Make an exact copy of every entry, from the first line to the last.
=== Exercise inputs ===
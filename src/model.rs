//! Device profile: object models and resource key names
//!
//! A device profile is loaded from a JSON document describing the objects a
//! device supports (resource types, access modes, multiplicity, version) and
//! the friendly key names mapped onto resource paths. Operations that accept
//! a `key` parameter resolve it here before dispatch.

use crate::error::{Lwm2mError, Result};
use serde::Deserialize;
use std::collections::HashMap;
use std::fmt;
use std::path::Path;
use std::str::FromStr;

/// Object id of the LwM2M security object, never exposed to RPC
pub const SECURITY_OBJECT_ID: u16 = 0;

/// Data type of a resource value
#[derive(Debug, Clone, Copy, PartialEq, Eq, Deserialize)]
#[serde(rename_all = "lowercase")]
pub enum ResourceType {
    String,
    Integer,
    Long,
    Float,
    Double,
    Boolean,
    Opaque,
    Time,
    Objlnk,
}

impl ResourceType {
    /// True for the numeric types that notification attributes may gate
    pub fn is_numeric(&self) -> bool {
        matches!(
            self,
            ResourceType::Integer
                | ResourceType::Long
                | ResourceType::Float
                | ResourceType::Double
                | ResourceType::Time
        )
    }
}

impl fmt::Display for ResourceType {
    fn fmt(&self, f: &mut fmt::Formatter<'_>) -> fmt::Result {
        let name = match self {
            ResourceType::String => "STRING",
            ResourceType::Integer => "INTEGER",
            ResourceType::Long => "LONG",
            ResourceType::Float => "FLOAT",
            ResourceType::Double => "DOUBLE",
            ResourceType::Boolean => "BOOLEAN",
            ResourceType::Opaque => "OPAQUE",
            ResourceType::Time => "TIME",
            ResourceType::Objlnk => "OBJLNK",
        };
        f.write_str(name)
    }
}

/// Allowed operations on a resource
#[derive(Debug, Clone, Copy, PartialEq, Eq, Deserialize)]
pub enum ResourceAccess {
    R,
    W,
    RW,
    E,
}

impl ResourceAccess {
    pub fn is_readable(&self) -> bool {
        matches!(self, ResourceAccess::R | ResourceAccess::RW)
    }

    pub fn is_writable(&self) -> bool {
        matches!(self, ResourceAccess::W | ResourceAccess::RW)
    }

    pub fn is_executable(&self) -> bool {
        matches!(self, ResourceAccess::E)
    }
}

/// Model of one resource within an object
#[derive(Debug, Clone, Deserialize)]
pub struct ResourceDef {
    pub id: u16,
    pub name: String,
    #[serde(rename = "operations")]
    pub access: ResourceAccess,
    #[serde(default)]
    pub multiple: bool,
    #[serde(rename = "type")]
    pub rtype: ResourceType,
}

/// Model of one object the device supports
#[derive(Debug, Clone)]
pub struct ObjectModel {
    pub id: u16,
    pub version: String,
    pub multiple: bool,
    pub resources: HashMap<u16, ResourceDef>,
}

impl ObjectModel {
    /// Resource model looked up by id
    pub fn resource(&self, resource_id: u16) -> Option<&ResourceDef> {
        self.resources.get(&resource_id)
    }
}

#[derive(Debug, Deserialize)]
struct RawObjectModel {
    id: u16,
    #[serde(default = "default_version")]
    version: String,
    #[serde(default)]
    multiple: bool,
    resources: Vec<ResourceDef>,
}

fn default_version() -> String {
    "1.0".to_string()
}

#[derive(Debug, Deserialize)]
struct RawProfile {
    objects: Vec<RawObjectModel>,
    #[serde(default)]
    keys: HashMap<String, String>,
}

/// Loaded device profile
#[derive(Debug, Clone)]
pub struct DeviceProfile {
    objects: HashMap<u16, ObjectModel>,
    keys: HashMap<String, String>,
}

impl DeviceProfile {
    /// Load a profile from a JSON file on disk
    pub fn from_file<P: AsRef<Path>>(path: P) -> Result<Self> {
        let contents = std::fs::read_to_string(path)?;
        contents.parse()
    }

    /// Object model looked up by id
    pub fn object(&self, object_id: u16) -> Option<&ObjectModel> {
        self.objects.get(&object_id)
    }

    /// True if the device declares the object and it is not the security object
    pub fn supports_object(&self, object_id: u16) -> bool {
        object_id != SECURITY_OBJECT_ID && self.objects.contains_key(&object_id)
    }

    /// Resource model for a fully qualified resource path
    pub fn resource(&self, object_id: u16, resource_id: u16) -> Option<&ResourceDef> {
        self.object(object_id)?.resource(resource_id)
    }

    /// Resolve a friendly key name to its configured resource path text
    pub fn resolve_key(&self, key: &str) -> Result<&str> {
        self.keys.get(key).map(String::as_str).ok_or_else(|| {
            Lwm2mError::BadRequest(format!("{} is not configured in the device profile!", key))
        })
    }

    /// Reverse lookup: the key configured for a given path text, if any
    pub fn key_for_path(&self, path: &str) -> Option<&str> {
        self.keys
            .iter()
            .find(|(_, target)| target.as_str() == path)
            .map(|(key, _)| key.as_str())
    }

    /// Object ids declared by the profile, excluding the security object
    pub fn object_ids(&self) -> Vec<u16> {
        let mut ids: Vec<u16> = self
            .objects
            .keys()
            .copied()
            .filter(|id| *id != SECURITY_OBJECT_ID)
            .collect();
        ids.sort_unstable();
        ids
    }
}

impl FromStr for DeviceProfile {
    type Err = Lwm2mError;

    fn from_str(s: &str) -> Result<Self> {
        let raw: RawProfile = serde_json::from_str(s)?;
        let mut objects = HashMap::new();
        for object in raw.objects {
            let resources = object
                .resources
                .into_iter()
                .map(|res| (res.id, res))
                .collect();
            objects.insert(
                object.id,
                ObjectModel {
                    id: object.id,
                    version: object.version,
                    multiple: object.multiple,
                    resources,
                },
            );
        }
        Ok(DeviceProfile {
            objects,
            keys: raw.keys,
        })
    }
}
===
Answer to this task >>
filename src/model.rs
//! Device profile: object models and resource key names
//!
//! A device profile is loaded from a JSON document describing the objects a
//! device supports (resource types, access modes, multiplicity, version) and
//! the friendly key names mapped onto resource paths. Operations that accept
//! a `key` parameter resolve it here before dispatch.

use crate::error::{Lwm2mError, Result};
use serde::Deserialize;
use std::collections::HashMap;
use std::fmt;
use std::path::Path;
use std::str::FromStr;

/// Object id of the LwM2M security object, never exposed to RPC
pub const SECURITY_OBJECT_ID: u16 = 0;

/// Data type of a resource value
#[derive(Debug, Clone, Copy, PartialEq, Eq, Deserialize)]
#[serde(rename_all = "lowercase")]
pub enum ResourceType {
    String,
    Integer,
    Long,
    Float,
    Double,
    Boolean,
    Opaque,
    Time,
    Objlnk,
}

impl ResourceType {
    /// True for the numeric types that notification attributes may gate
    pub fn is_numeric(&self) -> bool {
        matches!(
            self,
            ResourceType::Integer
                | ResourceType::Long
                | ResourceType::Float
                | ResourceType::Double
                | ResourceType::Time
        )
    }
}

impl fmt::Display for ResourceType {
    fn fmt(&self, f: &mut fmt::Formatter<'_>) -> fmt::Result {
        let name = match self {
            ResourceType::String => "STRING",
            ResourceType::Integer => "INTEGER",
            ResourceType::Long => "LONG",
            ResourceType::Float => "FLOAT",
            ResourceType::Double => "DOUBLE",
            ResourceType::Boolean => "BOOLEAN",
            ResourceType::Opaque => "OPAQUE",
            ResourceType::Time => "TIME",
            ResourceType::Objlnk => "OBJLNK",
        };
        f.write_str(name)
    }
}

/// Allowed operations on a resource
#[derive(Debug, Clone, Copy, PartialEq, Eq, Deserialize)]
pub enum ResourceAccess {
    R,
    W,
    RW,
    E,
}

impl ResourceAccess {
    pub fn is_readable(&self) -> bool {
        matches!(self, ResourceAccess::R | ResourceAccess::RW)
    }

    pub fn is_writable(&self) -> bool {
        matches!(self, ResourceAccess::W | ResourceAccess::RW)
    }

    pub fn is_executable(&self) -> bool {
        matches!(self, ResourceAccess::E)
    }
}

/// Model of one resource within an object
#[derive(Debug, Clone, Deserialize)]
pub struct ResourceDef {
    pub id: u16,
    pub name: String,
    #[serde(rename = "operations")]
    pub access: ResourceAccess,
    #[serde(default)]
    pub multiple: bool,
    #[serde(rename = "type")]
    pub rtype: ResourceType,
}

/// Model of one object the device supports
#[derive(Debug, Clone)]
pub struct ObjectModel {
    pub id: u16,
    pub version: String,
    pub multiple: bool,
    pub resources: HashMap<u16, ResourceDef>,
}

impl ObjectModel {
    /// Resource model looked up by id
    pub fn resource(&self, resource_id: u16) -> Option<&ResourceDef> {
        self.resources.get(&resource_id)
    }
}

#[derive(Debug, Deserialize)]
struct RawObjectModel {
    id: u16,
    #[serde(default = "default_version")]
    version: String,
    #[serde(default)]
    multiple: bool,
    resources: Vec<ResourceDef>,
}

fn default_version() -> String {
    "1.0".to_string()
}

#[derive(Debug, Deserialize)]
struct RawProfile {
    objects: Vec<RawObjectModel>,
    #[serde(default)]
    keys: HashMap<String, String>,
}

/// Loaded device profile
#[derive(Debug, Clone)]
pub struct DeviceProfile {
    objects: HashMap<u16, ObjectModel>,
    keys: HashMap<String, String>,
}

impl DeviceProfile {
    /// Load a profile from a JSON file on disk
    pub fn from_file<P: AsRef<Path>>(path: P) -> Result<Self> {
        let contents = std::fs::read_to_string(path)?;
        contents.parse()
    }

    /// Object model looked up by id
    pub fn object(&self, object_id: u16) -> Option<&ObjectModel> {
        self.objects.get(&object_id)
    }

    /// True if the device declares the object and it is not the security object
    pub fn supports_object(&self, object_id: u16) -> bool {
        object_id != SECURITY_OBJECT_ID && self.objects.contains_key(&object_id)
    }

    /// Resource model for a fully qualified resource path
    pub fn resource(&self, object_id: u16, resource_id: u16) -> Option<&ResourceDef> {
        self.object(object_id)?.resource(resource_id)
    }

    /// Resolve a friendly key name to its configured resource path text
    pub fn resolve_key(&self, key: &str) -> Result<&str> {
        self.keys.get(key).map(String::as_str).ok_or_else(|| {
            Lwm2mError::BadRequest(format!("{} is not configured in the device profile!", key))
        })
    }

    /// Reverse lookup: the key configured for a given path text, if any
    pub fn key_for_path(&self, path: &str) -> Option<&str> {
        self.keys
            .iter()
            .find(|(_, target)| target.as_str() == path)
            .map(|(key, _)| key.as_str())
    }

    /// Object ids declared by the profile, excluding the security object
    pub fn object_ids(&self) -> Vec<u16> {
        let mut ids: Vec<u16> = self
            .objects
            .keys()
            .copied()
            .filter(|id| *id != SECURITY_OBJECT_ID)
            .collect();
        ids.sort_unstable();
        ids
    }
}

impl FromStr for DeviceProfile {
    type Err = Lwm2mError;

    fn from_str(s: &str) -> Result<Self> {
        let raw: RawProfile = serde_json::from_str(s)?;
        let mut objects = HashMap::new();
        for object in raw.objects {
            let resources = object
                .resources
                .into_iter()
                .map(|res| (res.id, res))
                .collect();
            objects.insert(
                object.id,
                ObjectModel {
                    id: object.id,
                    version: object.version,
                    multiple: object.multiple,
                    resources,
                },
            );
        }
        Ok(DeviceProfile {
            objects,
            keys: raw.keys,
        })
    }
}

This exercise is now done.